Methods: Forty-four German nursing homes were randomly assigned to an ACP intervention addressing the individual, institutional, and regional levels or to a control group (no intervention). The hospitalization rate over an observation period of 12 months (primary outcome) was analyzed as a surrogate for care consistency with care preferences at the nursing home level. Secondary outcomes comprised process-related and clinical parameters, including care consistency with care preferences (analysis level: residents/nursing homes). Outcomes were evaluated by means of Poisson and logistic regression models with incidence rate ratios (IRR) and odds ratios (OR) as effect estimators in an intention-to-treat analysis.
Results: Of 44 nursing homes, 23 received the intervention. The hospitalization rate did not differ between the two groups (IRR 1.0; 95% CI: [0.97; 1.1]) but declined to a similar extent in both during the COVID-19 pandemic. The consistency of care with care preferences was similar in both groups as well (OR 0.9 [0.4; 1.9]). The predefined exploratory analysis suggests that care consistency with care preferences was more likely in the 6 out of 23 nursing homes that met predefined adherence criteria (OR 1.9 [0.7; 5.3]). Written emergency plans were significantly more common in the intervention group (IRR 11.6 [8.2; 16.4]), and even more so in adherent nursing homes (IRR 30.1 [15.7; 57.6]).
Conclusion: The intervention did not permeate sufficiently, especially due to the COVID-19 pandemic that may, in addition, have masked intrinsic shortcomings of the intervention. Thus, this trial does not allow a conclusive assessment of whether or not the intervention can promote care consistency with care preferences. However, exploratory analyses indicate that successful institutional implementation in conjunction with individual ACP conversations may increase care consistency with care preferences.
Cite this as: Götze K, Bausewein C, Chernyak N, Feddersen B, Fuchs A, Hummers E, Icks A, Kirchner Ä, Klosterhalfen S, Kranefeld N, Laag S, Lezius S, Meyer G, Montalbo J, Nauck F, Pepić A, Przybylla S, Rosu I, Schildmann J, Schunk M, Stanze H, Stöhr A, Thilo N, Vogel C, Zapf A, Marckmann G, in der Schmitten J, on behalf of the BEVOR Study Consortium: Care consistency with care preferences in nursing homes: A cluster-randomized study of the effects of an advance care planning program (BEVOR). Dtsch Arztebl Int 2025; 122: 379–86. DOI: 10.3238/arztebl.m2025.0077
Conventional advance directives, i.e., those that are completed without facilitation and are confined to end-of-life scenarios, usually provide little guidance when the patient lacks decision-making capacity (1, 2, 3, 4, e1, e2, e3, e4). The concept of advance care planning (ACP) has been developed (5, 6, 7, 8, 9, e5) to increase the consistency of medical care with the care preferences of individual patients with incapacity to consent in life-threatening situations (e6). To promote care consistency with care preferences effectively, it has been suggested (10, 11, e7) that ACP should comprise behavioral and structural changes at three levels: individual (facilitated ACP conversations), institutional (organizational development), and regional (ACP networks) (7, 11, 12, 13).
However, only few trials—none of them in Germany—have yet evaluated the clinical impact of such complex ACP interventions on care consistency with care preferences in nursing homes (14, 15, 16, 17). While systematic reviews conclude that ACP may possibly decrease, among other unwanted outcomes, discordance between the care delivered and patients’ care preferences (in particular regarding hospital admissions and hospital deaths), the strain on relatives and nursing staff, net costs, study methods and the resulting evidence are inhomogeneous and often insufficient (13, 15, 18, 19, 20, 21).

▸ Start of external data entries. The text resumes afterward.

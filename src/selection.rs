use crate::prelude::*;
use std::collections::BTreeSet;

/// Records kept by an allow-list, plus the names it asked for but never saw.
#[derive(Debug, Default)]
pub struct Selection {
    pub records: Vec<IrRecord>,
    pub missing: Vec<SelectionWarning>,
}

/// Keep the records whose name is on `allow_list`, in source order.
///
/// An empty allow-list keeps everything.
pub fn select<S: AsRef<str>>(records: Vec<IrRecord>, allow_list: &[S]) -> Selection {
    if allow_list.is_empty() {
        return Selection {
            records,
            missing: Vec::new(),
        };
    }

    let wanted: BTreeSet<&str> = allow_list.iter().map(|name| name.as_ref()).collect();
    let records: Vec<IrRecord> = records
        .into_iter()
        .filter(|record| wanted.contains(record.name.as_str()))
        .collect();

    let found: BTreeSet<&str> = records.iter().map(|record| record.name.as_str()).collect();
    let missing: Vec<SelectionWarning> = wanted
        .difference(&found)
        .map(|name| SelectionWarning::Missing(name.to_string()))
        .collect();

    for warning in &missing {
        warn!("{}", warning);
    }

    Selection { records, missing }
}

In Germany, the costs of facilitated ACP conversations in nursing homes have been covered by statutory health insurance, as stipulated by § 132g of German Social Code V, since 2018 (22). In 2019, less than 10% of nursing homes had an ACP program in place (e8). Our study took advantage of this window of opportunity to investigate whether implementing a comprehensive ACP program, compared with care as usual, will result in nursing home residents’ care preferences being more often known and honored in life-threatening situations, i.e., in increasing the rate of care consistency with care preferences.
Methods
Design
This parallel-group, multicenter, cluster-randomized controlled trial (cRCT) was conducted in 44 German nursing homes over eight regions (Figure 1) between September 2019 and February 2023 with residents being the observation units clustered in nursing homes. The study received ethical approval and was registered prospectively (ClinicalTrials.gov ID: NCT04333303, 31 March 2020).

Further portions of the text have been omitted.